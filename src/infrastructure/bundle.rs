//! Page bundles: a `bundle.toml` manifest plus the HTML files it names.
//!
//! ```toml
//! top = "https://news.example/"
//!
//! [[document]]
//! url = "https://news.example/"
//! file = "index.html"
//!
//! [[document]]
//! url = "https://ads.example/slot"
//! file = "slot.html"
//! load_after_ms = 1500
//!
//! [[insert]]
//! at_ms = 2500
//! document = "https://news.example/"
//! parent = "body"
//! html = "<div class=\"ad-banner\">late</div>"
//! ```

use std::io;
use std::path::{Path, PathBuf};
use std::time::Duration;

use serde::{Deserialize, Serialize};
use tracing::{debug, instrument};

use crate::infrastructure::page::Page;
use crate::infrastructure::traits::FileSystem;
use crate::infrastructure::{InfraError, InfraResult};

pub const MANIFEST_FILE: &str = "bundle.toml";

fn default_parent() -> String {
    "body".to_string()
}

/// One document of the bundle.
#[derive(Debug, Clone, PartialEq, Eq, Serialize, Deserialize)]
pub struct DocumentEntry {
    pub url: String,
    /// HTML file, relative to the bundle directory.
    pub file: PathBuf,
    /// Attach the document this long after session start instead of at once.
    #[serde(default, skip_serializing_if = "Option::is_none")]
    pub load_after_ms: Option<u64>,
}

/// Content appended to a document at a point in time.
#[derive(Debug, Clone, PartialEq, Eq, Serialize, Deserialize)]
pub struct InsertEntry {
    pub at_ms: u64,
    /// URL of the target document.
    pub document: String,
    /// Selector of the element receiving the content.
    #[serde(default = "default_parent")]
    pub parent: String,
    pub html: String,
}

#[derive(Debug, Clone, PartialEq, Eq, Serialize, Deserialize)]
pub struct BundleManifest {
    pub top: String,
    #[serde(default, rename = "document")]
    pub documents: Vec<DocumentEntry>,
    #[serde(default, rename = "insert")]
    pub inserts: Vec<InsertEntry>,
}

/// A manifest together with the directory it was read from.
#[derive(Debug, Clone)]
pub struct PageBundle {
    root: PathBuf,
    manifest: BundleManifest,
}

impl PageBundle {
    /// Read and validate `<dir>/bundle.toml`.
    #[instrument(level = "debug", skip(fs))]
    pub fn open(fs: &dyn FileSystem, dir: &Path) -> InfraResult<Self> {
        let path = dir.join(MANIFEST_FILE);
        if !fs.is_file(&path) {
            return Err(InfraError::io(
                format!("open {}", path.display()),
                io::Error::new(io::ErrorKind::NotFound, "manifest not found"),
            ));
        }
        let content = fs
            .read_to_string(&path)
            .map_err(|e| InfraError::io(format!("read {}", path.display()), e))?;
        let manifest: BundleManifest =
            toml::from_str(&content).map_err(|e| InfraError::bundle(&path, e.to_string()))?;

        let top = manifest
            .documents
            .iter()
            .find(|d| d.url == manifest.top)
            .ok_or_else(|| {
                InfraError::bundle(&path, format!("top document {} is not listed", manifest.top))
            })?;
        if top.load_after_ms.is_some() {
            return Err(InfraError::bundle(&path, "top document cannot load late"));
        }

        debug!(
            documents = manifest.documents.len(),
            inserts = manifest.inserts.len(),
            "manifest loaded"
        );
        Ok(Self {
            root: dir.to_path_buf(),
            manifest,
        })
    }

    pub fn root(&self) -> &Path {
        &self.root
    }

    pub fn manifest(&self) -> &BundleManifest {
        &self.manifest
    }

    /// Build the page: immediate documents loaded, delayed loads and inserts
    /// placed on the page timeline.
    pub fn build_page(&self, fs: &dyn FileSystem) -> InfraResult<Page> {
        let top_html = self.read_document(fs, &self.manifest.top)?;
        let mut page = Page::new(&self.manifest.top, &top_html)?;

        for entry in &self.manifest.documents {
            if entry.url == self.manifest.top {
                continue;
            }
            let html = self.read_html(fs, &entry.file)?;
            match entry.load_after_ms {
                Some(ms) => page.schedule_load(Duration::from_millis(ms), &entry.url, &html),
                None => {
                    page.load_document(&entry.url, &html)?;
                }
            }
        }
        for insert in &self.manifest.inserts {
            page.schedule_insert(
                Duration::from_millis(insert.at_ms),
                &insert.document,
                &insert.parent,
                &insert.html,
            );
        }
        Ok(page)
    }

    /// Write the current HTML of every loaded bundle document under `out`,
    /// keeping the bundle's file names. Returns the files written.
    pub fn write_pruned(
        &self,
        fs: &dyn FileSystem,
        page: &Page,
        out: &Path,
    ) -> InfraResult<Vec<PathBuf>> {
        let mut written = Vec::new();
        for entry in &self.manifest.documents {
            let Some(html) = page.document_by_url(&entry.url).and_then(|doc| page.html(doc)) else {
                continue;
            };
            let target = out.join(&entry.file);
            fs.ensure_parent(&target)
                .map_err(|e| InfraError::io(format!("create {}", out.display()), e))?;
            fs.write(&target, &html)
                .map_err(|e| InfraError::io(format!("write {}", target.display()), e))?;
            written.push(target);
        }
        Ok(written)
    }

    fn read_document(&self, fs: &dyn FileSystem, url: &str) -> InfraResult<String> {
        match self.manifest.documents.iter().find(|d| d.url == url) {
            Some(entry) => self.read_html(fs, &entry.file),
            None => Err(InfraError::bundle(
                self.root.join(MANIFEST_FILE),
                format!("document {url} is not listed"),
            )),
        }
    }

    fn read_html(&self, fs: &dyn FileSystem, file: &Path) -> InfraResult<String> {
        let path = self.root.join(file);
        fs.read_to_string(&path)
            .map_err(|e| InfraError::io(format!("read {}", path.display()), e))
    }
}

==

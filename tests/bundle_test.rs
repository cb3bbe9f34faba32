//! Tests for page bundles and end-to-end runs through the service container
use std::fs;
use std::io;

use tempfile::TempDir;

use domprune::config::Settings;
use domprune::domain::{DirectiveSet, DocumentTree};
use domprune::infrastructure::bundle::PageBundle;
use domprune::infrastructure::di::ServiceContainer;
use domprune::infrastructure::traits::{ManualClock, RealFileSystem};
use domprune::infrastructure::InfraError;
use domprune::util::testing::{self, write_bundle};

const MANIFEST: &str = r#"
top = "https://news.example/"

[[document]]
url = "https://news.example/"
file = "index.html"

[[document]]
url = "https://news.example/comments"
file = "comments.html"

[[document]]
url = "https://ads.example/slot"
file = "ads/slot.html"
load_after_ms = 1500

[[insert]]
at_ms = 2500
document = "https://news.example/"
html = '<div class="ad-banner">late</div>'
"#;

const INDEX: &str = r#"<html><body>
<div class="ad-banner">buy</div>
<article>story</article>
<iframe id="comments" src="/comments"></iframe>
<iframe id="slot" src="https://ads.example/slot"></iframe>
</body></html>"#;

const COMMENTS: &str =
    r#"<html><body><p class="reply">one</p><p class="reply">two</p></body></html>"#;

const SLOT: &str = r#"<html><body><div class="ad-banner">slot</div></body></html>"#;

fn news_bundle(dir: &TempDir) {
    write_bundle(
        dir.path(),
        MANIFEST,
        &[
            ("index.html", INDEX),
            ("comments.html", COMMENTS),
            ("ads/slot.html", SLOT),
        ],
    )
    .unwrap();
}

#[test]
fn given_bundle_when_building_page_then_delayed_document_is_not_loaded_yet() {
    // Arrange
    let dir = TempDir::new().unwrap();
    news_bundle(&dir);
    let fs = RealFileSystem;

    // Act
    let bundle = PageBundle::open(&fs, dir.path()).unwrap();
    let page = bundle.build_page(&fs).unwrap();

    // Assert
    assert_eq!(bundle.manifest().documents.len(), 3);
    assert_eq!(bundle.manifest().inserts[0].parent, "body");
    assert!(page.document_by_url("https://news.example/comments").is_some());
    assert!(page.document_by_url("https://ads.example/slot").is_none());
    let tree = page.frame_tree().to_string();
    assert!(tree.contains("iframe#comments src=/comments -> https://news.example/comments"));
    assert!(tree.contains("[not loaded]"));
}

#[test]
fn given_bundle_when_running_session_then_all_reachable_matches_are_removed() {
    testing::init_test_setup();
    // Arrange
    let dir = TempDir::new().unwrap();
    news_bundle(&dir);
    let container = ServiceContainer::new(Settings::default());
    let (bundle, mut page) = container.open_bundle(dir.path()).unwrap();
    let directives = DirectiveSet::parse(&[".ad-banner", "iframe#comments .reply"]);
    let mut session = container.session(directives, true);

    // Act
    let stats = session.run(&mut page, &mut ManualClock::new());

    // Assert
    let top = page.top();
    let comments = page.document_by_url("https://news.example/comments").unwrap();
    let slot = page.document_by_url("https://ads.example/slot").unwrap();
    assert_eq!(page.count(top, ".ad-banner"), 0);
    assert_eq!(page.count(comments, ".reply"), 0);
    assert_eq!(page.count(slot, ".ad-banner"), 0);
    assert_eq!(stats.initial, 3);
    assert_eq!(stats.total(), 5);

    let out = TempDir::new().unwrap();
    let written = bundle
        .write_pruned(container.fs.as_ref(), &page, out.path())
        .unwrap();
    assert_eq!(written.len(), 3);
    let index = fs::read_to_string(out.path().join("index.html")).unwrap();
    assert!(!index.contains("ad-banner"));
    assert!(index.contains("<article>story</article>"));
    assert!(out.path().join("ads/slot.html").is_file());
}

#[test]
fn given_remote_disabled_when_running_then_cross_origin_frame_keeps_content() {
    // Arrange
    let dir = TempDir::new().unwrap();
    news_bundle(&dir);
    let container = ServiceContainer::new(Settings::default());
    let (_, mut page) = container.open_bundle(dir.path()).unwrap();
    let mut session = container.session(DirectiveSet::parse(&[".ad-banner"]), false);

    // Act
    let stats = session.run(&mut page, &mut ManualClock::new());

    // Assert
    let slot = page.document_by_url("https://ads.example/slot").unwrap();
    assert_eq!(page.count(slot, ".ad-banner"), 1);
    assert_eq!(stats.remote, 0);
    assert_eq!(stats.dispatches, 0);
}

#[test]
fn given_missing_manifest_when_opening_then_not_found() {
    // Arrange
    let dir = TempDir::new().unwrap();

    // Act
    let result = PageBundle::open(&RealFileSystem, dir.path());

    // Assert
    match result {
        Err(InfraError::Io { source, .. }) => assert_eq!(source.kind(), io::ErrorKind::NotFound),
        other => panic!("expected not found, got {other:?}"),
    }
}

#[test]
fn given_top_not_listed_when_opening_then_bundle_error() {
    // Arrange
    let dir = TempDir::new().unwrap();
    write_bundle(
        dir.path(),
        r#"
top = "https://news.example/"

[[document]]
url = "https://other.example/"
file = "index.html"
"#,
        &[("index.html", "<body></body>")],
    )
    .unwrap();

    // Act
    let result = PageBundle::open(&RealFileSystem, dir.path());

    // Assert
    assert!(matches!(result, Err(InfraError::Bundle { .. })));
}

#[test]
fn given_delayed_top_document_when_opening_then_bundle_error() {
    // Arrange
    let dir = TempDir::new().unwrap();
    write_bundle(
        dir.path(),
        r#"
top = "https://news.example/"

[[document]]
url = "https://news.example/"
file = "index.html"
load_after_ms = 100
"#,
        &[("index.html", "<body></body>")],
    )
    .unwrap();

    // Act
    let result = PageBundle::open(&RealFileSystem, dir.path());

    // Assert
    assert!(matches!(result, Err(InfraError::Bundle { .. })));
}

• [PROBLEM STATEMENT]: Find the lines above holding the word "format" and show them.

• [OUTPUT]:
                format!("open {}", path.display()),
            .map_err(|e| InfraError::io(format!("read {}", path.display()), e))?;
                InfraError::bundle(&path, format!("top document {} is not listed", manifest.top))
                .map_err(|e| InfraError::io(format!("create {}", out.display()), e))?;
                .map_err(|e| InfraError::io(format!("write {}", target.display()), e))?;
                format!("document {url} is not listed"),
            .map_err(|e| InfraError::io(format!("read {}", path.display()), e))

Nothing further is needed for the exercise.